End‐of‐Life Care in Black and White: Race Matters for Medical Care of Dying Patients and their Families

Abstract

Objectives: To compare the end‐of‐life medical care experienced by African‐American and white decedents and their families. Design: Cross‐sectional, retrospective survey with weighted results based on a two‐stage probability sampling design. Setting: Hospitals, nursing homes, and home‐based medical services across the United States. Participants: Surrogates (N=1,447; primarily family members) for decedents from 22 states. Measurements: Validated end‐of‐life care outcomes concerning symptom management, decision‐making, informing and supporting families, individualized care, coordination, service utilization, and financial impact. Results: Family members of African‐American decedents were less likely than those of white decedents to rate the care received as excellent or very good (odds ratio (OR)=0.4).
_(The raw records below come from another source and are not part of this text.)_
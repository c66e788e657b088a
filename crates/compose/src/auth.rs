//! Registry credential store.
//!
//! Reads the `auths` section of a Docker client `config.json` and resolves a
//! credential for an image by its registry index. Keys are normalised to bare
//! hostnames so `https://index.docker.io/v1/`, `index.docker.io` and
//! `docker.io` all resolve to the same entry.

use std::collections::{BTreeMap, HashMap};
use std::path::{Path, PathBuf};

use base64::Engine;
use base64::engine::general_purpose::STANDARD;
use serde::Deserialize;
use tracing::{debug, warn};

use crate::error::ComposeError;
use crate::image::{DEFAULT_REGISTRY, ImageReference};

/// Username/password pair attached to a pull request.
#[derive(Clone, PartialEq, Eq)]
pub struct RegistryCredential {
    pub username: String,
    pub password: String,
    pub email: Option<String>,
    /// Server address as written in the credential file.
    pub server_address: String,
}

// Keep the password out of debug output.
impl std::fmt::Debug for RegistryCredential {
    fn fmt(&self, f: &mut std::fmt::Formatter<'_>) -> std::fmt::Result {
        f.debug_struct("RegistryCredential")
            .field("username", &self.username)
            .field("password", &"<redacted>")
            .field("email", &self.email)
            .field("server_address", &self.server_address)
            .finish()
    }
}

#[derive(Debug, Default, Deserialize)]
struct DockerConfigFile {
    #[serde(default)]
    auths: HashMap<String, AuthEntry>,
}

#[derive(Debug, Default, Deserialize)]
struct AuthEntry {
    #[serde(default)]
    auth: Option<String>,
    #[serde(default)]
    username: Option<String>,
    #[serde(default)]
    password: Option<String>,
    #[serde(default)]
    email: Option<String>,
}

/// Credentials keyed by normalised registry hostname.
#[derive(Debug, Clone, Default)]
pub struct CredentialStore {
    entries: BTreeMap<String, RegistryCredential>,
}

impl CredentialStore {
    /// Default location of the Docker client config: `$DOCKER_CONFIG/config.json`,
    /// falling back to `~/.docker/config.json`.
    pub fn default_path() -> Option<PathBuf> {
        if let Ok(dir) = std::env::var("DOCKER_CONFIG") {
            return Some(PathBuf::from(dir).join("config.json"));
        }
        dirs::home_dir().map(|home| home.join(".docker").join("config.json"))
    }

    /// Loads the store from `path`. A missing file yields an empty store.
    ///
    /// # Errors
    ///
    /// Returns `ComposeError::Credentials` when the file exists but cannot be
    /// read or parsed.
    pub async fn load(path: impl AsRef<Path>) -> Result<Self, ComposeError> {
        let path = path.as_ref();
        let content = match tokio::fs::read_to_string(path).await {
            Ok(content) => content,
            Err(e) if e.kind() == std::io::ErrorKind::NotFound => {
                debug!(path = %path.display(), "no credential file, pulls will be anonymous");
                return Ok(Self::default());
            }
            Err(e) => {
                return Err(ComposeError::Credentials {
                    path: path.display().to_string(),
                    reason: e.to_string(),
                });
            }
        };
        Self::parse(&content, &path.display().to_string())
    }

    /// Parses a `config.json` document. `source` is only used in error messages.
    pub fn parse(json: &str, source: &str) -> Result<Self, ComposeError> {
        let file: DockerConfigFile =
            serde_json::from_str(json).map_err(|e| ComposeError::Credentials {
                path: source.to_owned(),
                reason: e.to_string(),
            })?;

        let mut store = Self::default();
        for (server, entry) in file.auths {
            match decode_entry(&server, entry) {
                Ok(Some(credential)) => {
                    store.entries.insert(normalize_server(&server), credential);
                }
                // Entries managed by a credential helper carry no secret here.
                Ok(None) => debug!(server = %server, "credential entry has no secret, skipping"),
                Err(reason) => warn!(server = %server, reason = %reason, "ignoring malformed credential entry"),
            }
        }

        debug!(source, entries = store.entries.len(), "credential store loaded");
        Ok(store)
    }

    /// Adds a username/password credential for `server`.
    pub fn insert_basic(&mut self, server: &str, username: &str, password: &str) {
        self.entries.insert(
            normalize_server(server),
            RegistryCredential {
                username: username.to_owned(),
                password: password.to_owned(),
                email: None,
                server_address: server.to_owned(),
            },
        );
    }

    /// Looks up the credential for the index `image` resolves to.
    pub fn resolve(&self, image: &ImageReference) -> Option<&RegistryCredential> {
        self.entries.get(&normalize_server(image.index_name()))
    }

    pub fn len(&self) -> usize {
        self.entries.len()
    }

    pub fn is_empty(&self) -> bool {
        self.entries.is_empty()
    }
}

fn decode_entry(server: &str, entry: AuthEntry) -> Result<Option<RegistryCredential>, String> {
    let (username, password) = match (entry.auth.as_deref(), entry.username, entry.password) {
        (Some(encoded), _, _) if !encoded.is_empty() => {
            let decoded = STANDARD
                .decode(encoded)
                .map_err(|e| format!("auth is not valid base64: {e}"))?;
            let decoded =
                String::from_utf8(decoded).map_err(|_| "auth is not valid utf-8".to_owned())?;
            let (user, pass) = decoded
                .split_once(':')
                .ok_or_else(|| "auth must be 'username:password'".to_owned())?;
            (user.to_owned(), pass.to_owned())
        }
        (_, Some(user), Some(pass)) => (user, pass),
        _ => return Ok(None),
    };

    Ok(Some(RegistryCredential {
        username,
        password,
        email: entry.email,
        server_address: server.to_owned(),
    }))
}

/// Reduces a server address to its hostname, folding Docker Hub aliases together.
fn normalize_server(server: &str) -> String {
    let stripped = server
        .trim()
        .trim_start_matches("https://")
        .trim_start_matches("http://");
    let host = stripped.split('/').next().unwrap_or(stripped);
    match host {
        "index.docker.io" | "registry-1.docker.io" | DEFAULT_REGISTRY => {
            DEFAULT_REGISTRY.to_owned()
        }
        other => other.to_owned(),
    }
}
They were more likely to report absent (OR=2.4) or problematic (OR=1.9) physician communication, concerns with being informed (OR=2.5), and concerns with family support (OR=2.6). Family members of African Americans were less likely than those of whites to report that the decedent had treatment wishes (OR=0.3) or written advance care planning documents (OR=0.4). These differences persist when limiting the sample to respondents whose expectations for life‐sustaining treatments matched treatments received. Family members of African‐American decedents also were more likely to report financial hardship due to savings depletion (OR=2.1) or difficulty paying for care (OR=2.0) and that family/friends (OR=2.0) or home health workers (OR=1.9) provided home care. Conclusion: This national study brings evidence that racial disparities persist into end‐of‐life care, particularly regarding communication and family needs. Results also suggest different home care patterns and levels of financial impact.